5 Stars 4 Stars 3 Stars 2 Stars 1 Star 4.9 from 20 reviews
  • Author: Lucy
  • Prep Time: 10 minutes
  • Cook Time: 20 minutes
  • Total Time: 30 minutes
  • Yield: 6 servings
  • Category: Main Course
  • Method: Stovetop
  • Cuisine: Mediterranean
  • Diet: Low Lactose

Description

This Chicken Lemon Orzo recipe combines tender chicken pieces with creamy orzo pasta, infused with fresh lemon zest and juice, herbs, and a mix of cheeses for a bright, comforting meal perfect for any night of the week.


Ingredients

Scale

Chicken

  • 1 pound chicken breasts, chopped into large bite size pieces
  • 1/2 tsp paprika
  • 1/2 tsp salt
  • 1/2 tsp pepper
  • 2 tablespoons olive oil

Orzo

  • 2 tablespoons butter
  • 1 small onion, diced (or 1 tsp powder)
  • 4 garlic cloves, minced (or 1 tsp powder)
  • 1 ½ cups orzo pasta (uncooked)
  • 2 medium zucchini and/or yellow summer squash, grated (optional)
  • 1 12 oz. can evaporated milk
  • 2 tablespoons cornstarch
  • 2 3/4 cups low sodium chicken broth
  • Zest and juice of 1 large lemon (¼ cup juice)
  • 1 teaspoon chicken bouillon or better than bouillon
  • 1/2 tsp dried thyme
  • 1/2 tsp salt
  • 1/2 tsp pepper

Add Later

  • 1/2 cup shredded mozzarella
  • 1/4 cup feta
  • 1/4 cup chopped basil
  • 1 tablespoon minced fresh dill
  • 1 tablespoon minced fresh parsley


Instructions

  1. Season Chicken: Pat the chicken dry on the cutting board and season evenly with 1/2 teaspoon each of salt, paprika, and pepper to ensure flavorful meat.
  2. Cook Chicken: Heat 2 tablespoons of olive oil over medium-high heat in a large braiser or Dutch oven.
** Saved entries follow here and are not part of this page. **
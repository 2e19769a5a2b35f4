//! Atom feed construction and writing.

use anyhow::{Context, Result};
use arbor_core::{convert, Config, Site};
use arbor_types::NodePath;
use chrono::{NaiveDate, NaiveTime, Utc};
use std::fs;
use std::path::Path;

/// Construct the Atom document: one entry per non-draft document carrying a
/// date, newest first. Log children belong here even though they render no
/// standalone page; their parent's log view is the site-side counterpart.
pub fn construct(config: &Config, site: &Site) -> Result<String> {
    let mut dated: Vec<(NaiveDate, &NodePath)> = Vec::new();

    for np in &site.documents {
        let Some(node) = site.nodes.get(np) else {
            continue;
        };
        if node.metadata.draft || node.metadata.date.is_empty() {
            continue;
        }

        let date = NaiveDate::parse_from_str(&node.metadata.date, "%Y-%m-%d")
            .with_context(|| format!("invalid date in {np}"))?;
        dated.push((date, np));
    }

    dated.sort_by(|a, b| b.0.cmp(&a.0));

    let mut entries = String::new();
    for (date, np) in &dated {
        let Some(node) = site.nodes.get(np) else {
            continue;
        };

        let title = convert::title(&node.metadata.title, np.stem());
        let link = absolute_url(&config.url, &node.href);
        let updated = date.and_time(NaiveTime::MIN).and_utc().to_rfc3339();

        entries.push_str(&format!(
            "  <entry>\n    <title>{}</title>\n    <link href=\"{}\"/>\n    <id>{}</id>\n    <updated>{}</updated>\n",
            escape_xml(&title),
            escape_xml(&link),
            escape_xml(&link),
            updated,
        ));

        if !node.metadata.description.is_empty() {
            entries.push_str(&format!(
                "    <summary type=\"html\">{}</summary>\n",
                escape_xml(&node.metadata.description)
            ));
        }

        entries.push_str(&format!(
            "    <content type=\"html\">{}</content>\n",
            escape_xml(&node.body)
        ));

        for tag in &node.metadata.tags {
            entries.push_str(&format!("    <category term=\"{}\"/>\n", escape_xml(tag)));
        }

        entries.push_str("  </entry>\n");
    }

    // The feed timestamp follows the newest entry; an empty feed falls back
    // to build time
    let updated = dated
        .first()
        .map(|(d, _)| d.and_time(NaiveTime::MIN).and_utc().to_rfc3339())
        .unwrap_or_else(|| Utc::now().to_rfc3339());

    let mut author = String::new();
    if !config.author_name.is_empty() {
        author.push_str("  <author>\n");
        author.push_str(&format!(
            "    <name>{}</name>\n",
            escape_xml(&config.author_name)
        ));
        if !config.author_email.is_empty() {
            author.push_str(&format!(
                "    <email>{}</email>\n",
                escape_xml(&config.author_email)
            ));
        }
        author.push_str("  </author>\n");
    }

    let mut xml = String::from("<?xml version=\"1.0\" encoding=\"UTF-8\"?>\n");
    xml.push_str("<feed xmlns=\"http://www.w3.org/2005/Atom\">\n");
    xml.push_str(&format!("  <title>{}</title>\n", escape_xml(&config.title)));
    xml.push_str(&format!(
        "  <subtitle>{}</subtitle>\n",
        escape_xml(&config.description)
    ));
    xml.push_str(&format!("  <link href=\"{}\"/>\n", escape_xml(&config.url)));
    xml.push_str(&format!("  <id>{}</id>\n", escape_xml(&config.url)));
    xml.push_str(&format!("  <updated>{}</updated>\n", updated));
    xml.push_str(&author);
    xml.push_str(&entries);
    xml.push_str("</feed>\n");

    Ok(xml)
}

/// Write `feed.xml` into the output directory unless dry-running.
pub fn write_feed(config: &Config, site: &Site, output_dir: &Path, dry_run: bool) -> Result<()> {
    let xml = construct(config, site)?;

    if dry_run {
        return Ok(());
    }

    fs::write(output_dir.join("feed.xml"), xml).context("Failed to write feed.xml")?;

    tracing::info!("wrote feed.xml");

    Ok(())
}

fn absolute_url(site_url: &str, href: &str) -> String {
    format!(
        "{}/{}",
        site_url.trim_end_matches('/'),
        href.trim_start_matches('/')
    )
}

fn escape_xml(s: &str) -> String {
    s.replace('&', "&amp;")
        .replace('<', "&lt;")
        .replace('>', "&gt;")
        .replace('"', "&quot;")
        .replace('\'', "&apos;")
}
Add the chopped chicken and cook until most pieces turn opaque but are not fully cooked through. Remove the chicken to a plate and set aside.
  3. Sauté Vegetables and Orzo: Melt the butter in the pan drippings over medium-high heat. Add diced onions and sauté for about 4 minutes until translucent. Add orzo and cook, stirring, for 2 minutes to toast slightly. Stir in the grated zucchini and minced garlic, cooking an additional 2 minutes until onions are tender.
  4. Add Liquids and Seasonings: Pour in the evaporated milk. In a separate cup, whisk chicken broth with cornstarch until smooth and add to the pot. Mix in lemon zest and juice, chicken bouillon, dried thyme, salt, and pepper. Return the partially cooked chicken to the pot and stir to combine.
  5. Simmer Orzo: Cover the pot and bring the mixture to a simmer. Reduce heat to medium-low and cook for 10 minutes, stirring every couple of minutes to prevent sticking and burning. Add more broth if the orzo is not tender once most liquid is absorbed. The consistency should be creamy like risotto with some liquid remaining.
  6. Finish with Cheese and Herbs: Stir in shredded mozzarella until melted, then add feta cheese followed by chopped basil, minced dill, and parsley. Taste and adjust seasoning with additional lemon juice, salt, or pepper as desired. For a saucier dish, add extra broth, milk, or cream.

Notes

  • Use chicken bouillon for enhanced flavor; substitute with granulated bouillon, a crushed bouillon cube, or better than bouillon paste.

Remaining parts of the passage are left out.